Acetylacetone (AcAc) is a common atmospheric oxygenated volatile organic compound due to broad industrial applications, but its atmospheric oxidation mechanism is not fully understood. We investigate the mechanism, kinetics, and atmospheric fate of the OH-initiated oxidation for the enolic and ketonic isomers of AcAc using quantum chemical and kinetic rate calculations. OH addition to enol-AcAc is more favorable than addition to keto-AcAc, with the total rate constant of 1.69 X 10(-13) exp(1935/T) cm(3) molecule(-1) s(-1 )over the temperature range of 200-310 K. For the reaction of the enol-AcAc with OH, the activation energies of H-abstraction are at least 4 kcal mol(-1) higher than those of OH-addition, and the rate constants for OH-addition are by 2-3 orders of magnitude higher than those for H-abstraction.

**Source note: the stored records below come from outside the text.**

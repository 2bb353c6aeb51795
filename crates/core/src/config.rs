use crate::Language;
use serde::{Deserialize, Serialize};
use std::time::Duration;

#[derive(Debug, Clone, Serialize, Deserialize, PartialEq)]
#[serde(default)]
pub struct GeneratorConfig {
    pub min_batch: usize,
    pub max_batch: usize,
    /// Delay between consecutive task starts in a batch.
    pub stagger_ms: u64,
    /// Added to the variation index when a result repeats its source card.
    pub retry_offset: usize,
    pub target_language: Language,
}

impl GeneratorConfig {
    pub fn stagger(&self, index: usize) -> Duration {
        Duration::from_millis(self.stagger_ms.saturating_mul(index as u64))
    }
}

impl Default for GeneratorConfig {
    fn default() -> Self {
        Self {
            min_batch: 2,
            max_batch: 3,
            stagger_ms: 50,
            retry_offset: 10,
            target_language: Language::Tr,
        }
    }
}

#[derive(Debug, Clone, Serialize, Deserialize, PartialEq)]
#[serde(default)]
pub struct SessionConfig {
    pub candidate_count: usize,
    pub hidden_downvote_threshold: usize,
    pub closing_max_intensity: u8,
    pub generator: GeneratorConfig,
}

impl Default for SessionConfig {
    fn default() -> Self {
        Self {
            candidate_count: 3,
            hidden_downvote_threshold: 1,
            closing_max_intensity: 3,
            generator: GeneratorConfig::default(),
        }
    }
}

#[cfg(test)]
mod tests {
    use super::*;

    #[test]
    fn partial_config_fills_defaults() {
        let config: SessionConfig =
            serde_json::from_str(r#"{"candidate_count": 4, "generator": {"stagger_ms": 0}}"#)
                .expect("parse config");
        assert_eq!(config.candidate_count, 4);
        assert_eq!(config.hidden_downvote_threshold, 1);
        assert_eq!(config.generator.stagger_ms, 0);
        assert_eq!(config.generator.max_batch, 3);
        assert_eq!(config.generator.stagger(2), Duration::ZERO);
    }
}
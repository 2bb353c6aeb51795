//! Card catalog and session config loading.

pub mod load;
pub mod schema;

pub use load::*;
pub use schema::*;
use crate::schema::{Card, DeckTag, SessionConfig};
use anyhow::{bail, Context};
use log::{debug, info};
use serde::de::DeserializeOwned;
use std::collections::HashSet;
use std::fs;
use std::path::Path;

const CARDS_FILE: &str = "cards.json";
const CONFIG_FILE: &str = "config.json";
const BUILTIN_CARDS: &str = include_str!("../../../assets/cards.json");

/// The catalog compiled into the binary.
pub fn builtin_cards() -> anyhow::Result<Vec<Card>> {
    let cards: Vec<Card> = serde_json::from_str(BUILTIN_CARDS).context("parse builtin cards")?;
    validate_cards(&cards).context("builtin cards")?;
    Ok(cards)
}

/// Loads `cards.json` from `dir` when it exists, otherwise the builtin catalog.
pub fn load_catalog(dir: &Path) -> anyhow::Result<Vec<Card>> {
    let path = dir.join(CARDS_FILE);
    if !path.exists() {
        debug!("{} not found, using builtin cards", path.display());
        return builtin_cards();
    }
    load_cards_file(&path)
}

pub fn load_cards_file(path: &Path) -> anyhow::Result<Vec<Card>> {
    let cards: Vec<Card> = load_json(path)?;
    validate_cards(&cards).with_context(|| format!("validate {}", path.display()))?;
    info!("loaded {} cards from {}", cards.len(), path.display());
    Ok(cards)
}

pub fn load_session_config(dir: &Path) -> anyhow::Result<SessionConfig> {
    let path = dir.join(CONFIG_FILE);
    if !path.exists() {
        return Ok(SessionConfig::default());
    }
    let config: SessionConfig = load_json(&path)?;
    if config.candidate_count == 0 {
        bail!("candidate_count must be positive in {}", path.display());
    }
    if config.generator.min_batch > config.generator.max_batch {
        bail!(
            "generator min_batch {} exceeds max_batch {} in {}",
            config.generator.min_batch,
            config.generator.max_batch,
            path.display()
        );
    }
    Ok(config)
}

pub fn validate_cards(cards: &[Card]) -> anyhow::Result<()> {
    let mut seen = HashSet::new();
    for card in cards {
        if card.id.trim().is_empty() {
            bail!("card id cannot be empty");
        }
        if !seen.insert(card.id.as_str()) {
            bail!("duplicate card id {}", card.id);
        }
        if card.text.en.trim().is_empty() {
            bail!("card {} has no english text", card.id);
        }
        if card.deck_tags.is_empty() {
            bail!("card {} has no deck tags", card.id);
        }
        if card.is_closing_card && card.deck_tags.contains(&DeckTag::All) {
            bail!("closing card {} cannot be in the default deck", card.id);
        }
    }
    Ok(())
}

fn load_json<T: DeserializeOwned>(path: impl AsRef<Path>) -> anyhow::Result<T> {
    let path = path.as_ref();
    let raw = fs::read_to_string(path).with_context(|| format!("read {}", path.display()))?;
    let value = serde_json::from_str(&raw).with_context(|| format!("parse {}", path.display()))?;
    Ok(value)
}
use allcards_core::{
    Card, CardFormat, CardText, ClosingStep, DeckTag, Event, GeneratorConfig, InlineSpawner,
    Intensity, MemoryStore, Screen, Session, SessionConfig, SettingsUpdate, ThemeTag, Vote,
};
use std::collections::HashSet;
use std::sync::Arc;

fn card(id: &str, level: u8, decks: Vec<DeckTag>) -> Card {
    Card {
        id: id.to_string(),
        text: CardText::english(format!("Tell us about moment number {id} that stayed with you?")),
        intensity: Intensity::clamped(level),
        themes: vec![ThemeTag::Nostalgia],
        formats: vec![CardFormat::Solo],
        deck_tags: decks,
        is_story_card: false,
        is_couple_card: false,
        is_closing_card: false,
        notes: None,
    }
}

fn closing(id: &str, format: CardFormat) -> Card {
    Card {
        id: id.to_string(),
        text: CardText::english(format!("Closing thought {id}")),
        intensity: Intensity::clamped(1),
        themes: vec![ThemeTag::Closing],
        formats: vec![format],
        deck_tags: vec![DeckTag::Closing],
        is_story_card: false,
        is_couple_card: false,
        is_closing_card: true,
        notes: None,
    }
}

fn catalog() -> Vec<Card> {
    let mut cards: Vec<Card> = (1..=12)
        .map(|i| {
            let deck = if i % 2 == 0 { DeckTag::Love } else { DeckTag::Shadow };
            card(&format!("Q{i:02}"), 1 + (i % 5) as u8, vec![DeckTag::All, deck])
        })
        .collect();
    cards.push(closing("CG", CardFormat::ClosingGroup));
    cards.push(closing("CP", CardFormat::ClosingPersonal));
    cards
}

fn session(seed: u64) -> Session {
    let config = SessionConfig {
        generator: GeneratorConfig {
            stagger_ms: 0,
            ..GeneratorConfig::default()
        },
        ..SessionConfig::default()
    };
    Session::new(catalog(), MemoryStore::shared(), config, seed)
        .with_spawner(Arc::new(InlineSpawner))
}

fn candidate_ids(session: &Session) -> Vec<String> {
    session.candidates().iter().map(|c| c.id.clone()).collect()
}

macro_rules! clamp_case {
    ($name:ident, $min:expr, $max:expr, $expected:expr) => {
        #[test]
        fn $name() {
            let mut session = session(1);
            session.update_settings(SettingsUpdate {
                min_intensity: $min.map(Intensity::clamped),
                max_intensity: $max.map(Intensity::clamped),
                ..SettingsUpdate::default()
            });
            let settings = session.settings();
            assert_eq!(
                (settings.min_intensity.level(), settings.max_intensity.level()),
                $expected
            );
        }
    };
}

clamp_case!(clamp_min_only_raises_max, Some(5u8), None::<u8>, (5, 5));
clamp_case!(clamp_max_only_lowers_min, None::<u8>, Some(1u8), (1, 1));
clamp_case!(clamp_both_inverted_lowers_min, Some(4u8), Some(2u8), (2, 2));
clamp_case!(clamp_valid_range_kept, Some(2u8), Some(4u8), (2, 4));

#[test]
fn full_session_walkthrough() {
    let mut session = session(7);
    let ada = session.add_player("Ada").expect("player");
    let bo = session.add_player("Bo").expect("player");
    session.set_screen(Screen::SetupSession);
    session.set_max_intensity(Intensity::MAX);
    session.start_session();
    assert_eq!(session.round(), 1);

    let mut answered = HashSet::new();
    for (round, player) in [(1, &ada), (2, &bo), (3, &ada)] {
        assert_eq!(session.round(), round);
        let id = candidate_ids(&session)[0].clone();
        session.select_card(Some(&id));
        assert!(session.select_answering_player(player));
        assert!(session.mark_answered());
        answered.insert(id);
        assert!(candidate_ids(&session).iter().all(|c| !answered.contains(c)));
    }
    assert_eq!(session.round(), 4);

    session.begin_closing();
    assert_eq!(session.screen(), Screen::ClosingGroup);
    assert_eq!(session.closing_card().map(|c| c.id.as_str()), Some("CG"));
    assert_eq!(session.advance_closing(), ClosingStep::Personal(0));
    assert_eq!(session.advance_closing(), ClosingStep::Personal(1));
    assert_eq!(session.advance_closing(), ClosingStep::Summary);
    session.finish_session();
    assert_eq!(session.screen(), Screen::Welcome);
    assert_eq!(session.players().len(), 2);

    let events = session.drain_events();
    let answered_events = events
        .iter()
        .filter(|event| matches!(event, Event::CardAnswered { .. }))
        .count();
    assert_eq!(answered_events, 3);
}

#[test]
fn candidates_respect_deck_and_intensity() {
    let mut session = session(11);
    session.update_settings(SettingsUpdate {
        selected_deck_tags: Some(vec![DeckTag::Love]),
        min_intensity: Some(Intensity::clamped(2)),
        max_intensity: Some(Intensity::clamped(4)),
    });
    assert_eq!(session.settings().selected_deck_tags[0], DeckTag::All);
    for _ in 0..10 {
        session.start_session();
        for card in session.candidates() {
            let level = card.intensity.level();
            assert!((2..=4).contains(&level), "{} at {level}", card.id);
            assert!(!card.is_closing_card);
        }
    }
}

#[test]
fn same_seed_draws_same_candidates() {
    let mut first = session(99);
    let mut second = session(99);
    first.start_session();
    second.start_session();
    assert_eq!(candidate_ids(&first), candidate_ids(&second));
}

#[test]
fn generated_cards_join_the_draw_pool() {
    let mut session = session(5);
    session.set_max_intensity(Intensity::MAX);
    let requested = session.vote_card("Q01", Vote::Up);
    assert!(requested >= 2);
    let generated = session.catalog().generated_cards();
    assert_eq!(generated.len(), requested);
    assert!(generated.iter().all(|c| c.is_generated()));

    let events = session.drain_events();
    assert!(events.iter().any(|event| matches!(
        event,
        Event::GenerationFinished { source_id, .. } if source_id == "Q01"
    )));

    let mut seen = HashSet::new();
    for _ in 0..40 {
        session.start_session();
        seen.extend(candidate_ids(&session));
    }
    assert!(generated.iter().any(|c| seen.contains(&c.id)));
}
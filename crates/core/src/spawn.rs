use log::error;
use std::thread;

pub type Task = Box<dyn FnOnce() + Send + 'static>;

/// Fire-and-forget task launcher. No handle is returned; results travel over
/// the event bus.
pub trait TaskSpawner: Send + Sync {
    fn spawn(&self, name: &str, task: Task);
}

/// Runs every task on its own OS thread.
#[derive(Debug, Clone, Copy, Default)]
pub struct ThreadSpawner;

impl TaskSpawner for ThreadSpawner {
    fn spawn(&self, name: &str, task: Task) {
        if let Err(err) = thread::Builder::new().name(name.to_string()).spawn(task) {
            error!("failed to spawn {name}: {err}");
        }
    }
}

/// Runs tasks on the caller's thread before returning.
#[derive(Debug, Clone, Copy, Default)]
pub struct InlineSpawner;

impl TaskSpawner for InlineSpawner {
    fn spawn(&self, _name: &str, task: Task) {
        task();
    }
}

Oxidation of AcAc is predicted to yield significant amounts of acetic acid and methylglyoxal, larger than those are currently recognized. A lifetime of less than a few hours for AcAc is estimated throughout the tropospheric conditions. In addition, we present field measurements in Beijing and Nanjing, China, showing significant concentrations of AcAc in the two urban locations. Our results reveal that the OH-initiated oxidation of AcAc contributes importantly to ozone and SOA formation under polluted environments.